日系企業の対応 ~就業構造の急変~
日本の各企業は、グローバル化の進展に対して、教育機関より早い対応を始めています。特に海外に展開する日系企業(主な収益を海外で出している企業)は日本の大学が輩出する人材が急速に社会の要請に応えられなくなっていると認識、日本人純血主義を捨て大きな方針転換を開始しました。
筆者は様々な企業の人事責任者の方にお話を伺っていますが、おっしゃっていることをまとめると以下の6 つが挙げられます。
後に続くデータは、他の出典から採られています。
//! Project lifecycle commands
//!
//! `init`, the capture and audit imports, `record`, `skip` and `reopen`.

use anyhow::Result;
use std::path::Path;

use super::common::{lock_project, open_handle, utf8_path};

use crate::{Config, ExitCode, PhaseId};

/// Create a project with every phase pending.
pub fn execute_init_command(
    project_id: &str,
    source_url: Option<&str>,
    force: bool,
    config: &Config,
) -> Result<ExitCode> {
    let handle = open_handle(project_id, config)?;
    let _lock = lock_project(&handle, force, config)?;
    let manifest = handle.init(source_url.unwrap_or_default())?;

    println!("✓ Initialized project '{project_id}'");
    println!("  Directory: {}", handle.paths().root());
    println!("  Viewport: {}", manifest.viewport);
    println!("\n  Next: reskin import-captures {project_id} <captures.json>");
    Ok(ExitCode::SUCCESS)
}

pub fn execute_import_captures_command(
    project_id: &str,
    document: &Path,
    force: bool,
    config: &Config,
) -> Result<ExitCode> {
    let document = utf8_path(document)?;
    let handle = open_handle(project_id, config)?;
    let _lock = lock_project(&handle, force, config)?;
    let doc = handle.import_captures(&document)?;

    println!("✓ Imported {} captured screens into '{project_id}'", doc.screens.len());
    Ok(ExitCode::SUCCESS)
}

pub fn execute_import_audit_command(
    project_id: &str,
    document: &Path,
    force: bool,
    config: &Config,
) -> Result<ExitCode> {
    let document = utf8_path(document)?;
    let handle = open_handle(project_id, config)?;
    let _lock = lock_project(&handle, force, config)?;
    let doc = handle.import_audit(&document)?;

    println!(
        "✓ Imported audit for {} screens ({} global improvements)",
        doc.screens.len(),
        doc.global.len()
    );
    Ok(ExitCode::SUCCESS)
}

pub fn execute_record_command(
    project_id: &str,
    phase: PhaseId,
    force: bool,
    config: &Config,
) -> Result<ExitCode> {
    let handle = open_handle(project_id, config)?;
    let _lock = lock_project(&handle, force, config)?;
    handle.record_external(phase)?;

    println!("✓ Recorded {phase} as complete");
    Ok(ExitCode::SUCCESS)
}

pub fn execute_skip_command(
    project_id: &str,
    phase: PhaseId,
    force: bool,
    config: &Config,
) -> Result<ExitCode> {
    let handle = open_handle(project_id, config)?;
    let _lock = lock_project(&handle, force, config)?;
    handle.skip(phase)?;

    println!("✓ Skipped {phase}");
    Ok(ExitCode::SUCCESS)
}

pub fn execute_reopen_command(
    project_id: &str,
    phase: PhaseId,
    force: bool,
    config: &Config,
) -> Result<ExitCode> {
    let handle = open_handle(project_id, config)?;
    let _lock = lock_project(&handle, force, config)?;
    let manifest = handle.reopen(phase)?;

    let reset: Vec<&str> = PhaseId::all()
        .iter()
        .filter(|p| p.index() >= phase.index())
        .map(PhaseId::as_str)
        .collect();
    println!("✓ Reopened {}", reset.join(", "));
    if let Some(current) = manifest.current_phase() {
        println!("  Current phase: {current}");
    }
    Ok(ExitCode::SUCCESS)
}
//! Screen-type classification.
//!
//! The type picks the prompt template, the edit strength, and the coherence
//! sensitivity of a captured screen.

use serde::{Deserialize, Serialize};
use std::fmt;
use strum::{EnumIter, IntoEnumIterator};

use crate::inputs::CapturedScreen;

#[derive(
    Debug, Clone, Copy, PartialEq, Eq, Hash, PartialOrd, Ord, Serialize, Deserialize, EnumIter,
)]
#[serde(rename_all = "snake_case")]
pub enum ScreenType {
    Dashboard,
    List,
    Detail,
    Form,
    Settings,
    Auth,
    Landing,
    Modal,
    Empty,
    Error,
    Generic,
}

/// Keyword table, checked in order; the first hit wins.
const KEYWORDS: &[(ScreenType, &[&str])] = &[
    (
        ScreenType::Auth,
        &[
            "login", "log-in", "signin", "sign-in", "signup", "sign-up", "register", "password",
            "auth", "otp",
        ],
    ),
    (ScreenType::Error, &["error", "404", "500", "not-found", "notfound", "oops"]),
    (ScreenType::Empty, &["empty", "no-results", "zero-state", "blank"]),
    (ScreenType::Modal, &["modal", "dialog", "popup", "drawer", "sheet"]),
    (ScreenType::Settings, &["settings", "preferences", "account", "profile", "config"]),
    (ScreenType::Form, &["form", "edit", "create", "new", "checkout", "wizard", "compose"]),
    (ScreenType::Dashboard, &["dashboard", "overview", "analytics", "stats", "metrics"]),
    (ScreenType::List, &["list", "table", "index", "browse", "search", "inbox", "feed"]),
    (ScreenType::Detail, &["detail", "details", "view", "show", "item", "article"]),
    (ScreenType::Landing, &["landing", "home", "welcome", "marketing", "pricing", "about"]),
];

impl ScreenType {
    #[must_use]
    pub const fn as_str(&self) -> &'static str {
        match self {
            Self::Dashboard => "dashboard",
            Self::List => "list",
            Self::Detail => "detail",
            Self::Form => "form",
            Self::Settings => "settings",
            Self::Auth => "auth",
            Self::Landing => "landing",
            Self::Modal => "modal",
            Self::Empty => "empty",
            Self::Error => "error",
            Self::Generic => "generic",
        }
    }

    /// Parse a capture-supplied hint (`"list"`, `"Settings"`, ...).
    #[must_use]
    pub fn from_hint(hint: &str) -> Option<Self> {
        let hint = hint.trim();
        Self::iter().find(|t| t.as_str().eq_ignore_ascii_case(hint))
    }

    /// Edit strength used when propagating the style onto this type.
    #[must_use]
    pub const fn strength(&self) -> f64 {
        match self {
            Self::Form | Self::Modal => 0.50,
            Self::Settings | Self::Auth => 0.55,
            Self::Dashboard | Self::List | Self::Detail | Self::Generic => 0.60,
            Self::Landing | Self::Empty | Self::Error => 0.65,
        }
    }

    /// Coherence sensitivity: deviations on high-visibility screens weigh more.
    #[must_use]
    pub const fn deviation_multiplier(&self) -> f64 {
        match self {
            Self::Landing | Self::Auth => 1.2,
            Self::Settings | Self::Modal => 0.8,
            _ => 1.0,
        }
    }
}

impl fmt::Display for ScreenType {
    fn fmt(&self, f: &mut fmt::Formatter<'_>) -> fmt::Result {
        f.write_str(self.as_str())
    }
}

/// Classify by hint when it names a known type, else by keywords in the id,
/// name and flow.
#[must_use]
pub fn classify(screen: &CapturedScreen) -> ScreenType {
    if let Some(t) = screen.type_hint.as_deref().and_then(ScreenType::from_hint) {
        return t;
    }
    let haystack = format!("{} {} {}", screen.id, screen.name, screen.flow)
        .to_ascii_lowercase()
        .replace(['_', ' '], "-");
    let tokens: Vec<&str> = haystack.split('-').filter(|t| !t.is_empty()).collect();

    KEYWORDS
        .iter()
        .find(|(_, words)| {
            words.iter().any(|w| {
                if w.contains('-') {
                    haystack.contains(w)
                } else {
                    tokens.contains(w)
                }
            })
        })
        .map_or(ScreenType::Generic, |(t, _)| *t)
}

#[cfg(test)]
mod tests {
    use super::*;

    fn screen(id: &str, name: &str, hint: Option<&str>) -> CapturedScreen {
        CapturedScreen {
            id: id.to_string(),
            name: name.to_string(),
            flow: String::new(),
            source_path: format!("/captures/{id}.png"),
            type_hint: hint.map(str::to_string),
        }
    }

    #[test]
    fn test_hint_wins() {
        assert_eq!(classify(&screen("orders", "Orders", Some("Detail"))), ScreenType::Detail);
        // Unknown hints fall through to keywords.
        assert_eq!(classify(&screen("orders-list", "Orders", Some("grid"))), ScreenType::List);
    }

    #[test]
    fn test_keywords() {
        assert_eq!(classify(&screen("login", "Sign in", None)), ScreenType::Auth);
        assert_eq!(classify(&screen("search-no-results", "Search", None)), ScreenType::Empty);
        assert_eq!(classify(&screen("user_settings", "Settings", None)), ScreenType::Settings);
        assert_eq!(classify(&screen("invoice-detail", "Invoice", None)), ScreenType::Detail);
        assert_eq!(classify(&screen("main", "Overview", None)), ScreenType::Dashboard);
        assert_eq!(classify(&screen("s1", "Screen one", None)), ScreenType::Generic);
    }

    #[test]
    fn test_keywords_match_whole_tokens() {
        // "renew" contains "new" but is not a form keyword
        assert_eq!(classify(&screen("renewal", "Renewal", None)), ScreenType::Generic);
    }

    #[test]
    fn test_strengths_and_multipliers() {
        assert_eq!(ScreenType::Form.strength(), 0.50);
        assert_eq!(ScreenType::Auth.strength(), 0.55);
        assert_eq!(ScreenType::Generic.strength(), 0.60);
        assert_eq!(ScreenType::Error.strength(), 0.65);
        assert_eq!(ScreenType::Landing.deviation_multiplier(), 1.2);
        assert_eq!(ScreenType::Modal.deviation_multiplier(), 0.8);
        assert_eq!(ScreenType::List.deviation_multiplier(), 1.0);
    }
}
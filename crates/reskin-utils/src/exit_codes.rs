//! Exit code constants for the reskin CLI.
//!
//! | Code | Constant | Description |
//! |------|----------|-------------|
//! | 0 | `SUCCESS` | Operation completed successfully |
//! | 1 | `INTERNAL` | General/internal failure |
//! | 2 | `CLI_ARGS` | Invalid CLI arguments, configuration or gate response |
//! | 3 | `PRECONDITION` | A phase precondition is not met |
//! | 4 | `AWAITING_VALIDATION` | The pipeline is paused at a human gate |
//! | 5 | `PHASE_FAILED` | A phase finished in the failed state |
//! | 9 | `LOCK_HELD` | Another process holds the project lock |
//! | 70 | `GENERATION_FAILURE` | The generation service failed terminally |

/// Type-safe process exit code.
///
/// ```rust
/// use reskin_utils::exit_codes::ExitCode;
///
/// assert_eq!(ExitCode::AWAITING_VALIDATION.as_i32(), 4);
/// assert_eq!(ExitCode::from_i32(0), ExitCode::SUCCESS);
/// ```
#[derive(Debug, Clone, Copy, PartialEq, Eq)]
pub struct ExitCode(i32);

impl ExitCode {
    /// Success - operation completed successfully
    pub const SUCCESS: ExitCode = ExitCode(0);

    /// Internal error - unexpected failure
    pub const INTERNAL: ExitCode = ExitCode(1);

    /// CLI arguments error - invalid arguments, configuration or gate response
    pub const CLI_ARGS: ExitCode = ExitCode(2);

    /// A predecessor phase, input document or anchor set is missing
    pub const PRECONDITION: ExitCode = ExitCode(3);

    /// Paused at a human validation gate; not an error
    pub const AWAITING_VALIDATION: ExitCode = ExitCode(4);

    /// The phase ran and ended in `failed`
    pub const PHASE_FAILED: ExitCode = ExitCode(5);

    /// Lock held - another process is operating on the project
    pub const LOCK_HELD: ExitCode = ExitCode(9);

    /// Generation service failed terminally (auth, budget, invalid request)
    pub const GENERATION_FAILURE: ExitCode = ExitCode(70);

    #[must_use]
    pub const fn as_i32(self) -> i32 {
        self.0
    }

    #[must_use]
    pub const fn from_i32(code: i32) -> Self {
        ExitCode(code)
    }

    #[must_use]
    pub const fn is_success(self) -> bool {
        self.0 == 0
    }
}

impl From<ExitCode> for i32 {
    fn from(code: ExitCode) -> Self {
        code.0
    }
}

impl std::fmt::Display for ExitCode {
    fn fmt(&self, f: &mut std::fmt::Formatter<'_>) -> std::fmt::Result {
        write!(f, "{}", self.0)
    }
}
- 採用にあたってグローバル人材に焦点を当てる。国籍にこだわらない。
- 今後縮小する国内市場でしか働けない人材は歓迎しない。
- 新卒一括採用の制度は崩していく。
- 海外大学卒を広く採用する。
- 本社機構の一部を海外移転、採用を海外で行う方向に転換する。
- 管理職の多国籍化は当然、役員も徐々にその方向で転換する。
ある大手メーカーの人事統括責任者のK 氏の言葉をご紹介しましょう。
「国内本社が中心で、海外部門は出稼ぎ部隊という発想を捨て、現実に本社機構のうち海外統括はシンガポールに移転しました。人材登用、マーケティング、税制から言っても日本に置いておくメリットがない」「花形は当然海外部門ですが、今後採用も海外で行うようになるでしょう。草食系の日本人を採用するぐらいだったら、弊社の理念を理解する外国人のほうが良いです」
大手商社のF 氏はこう語ります。
「日本の2040 年代人口は9200 万~ 9500 万くらい、GDP(国内総生産)は現在の半分になる。すでに国内だけで利益を出すのは難しい状況になっています。少なくともその事態を想定して事業計画を立案・実行しないと生き残れない。解決法は、日本発の企業の遺伝子を大事にしながら徹底的にグローバル化するしかありません。大学の9 月入学は当然です。日本の教育制度は特殊すぎて他の国に通用しないことが多い。目指すところは、役員レベルまで国籍を問わないこと。新卒一括採用をやめて、良い人材がいたら適宜採用することです」
今後日本の教育界で起こりそうなこと
東京大学が9 月入学に踏み切る2017 ~ 2018 年前後を境に、日本の教育の仕組みが急激に変わることが予想されます。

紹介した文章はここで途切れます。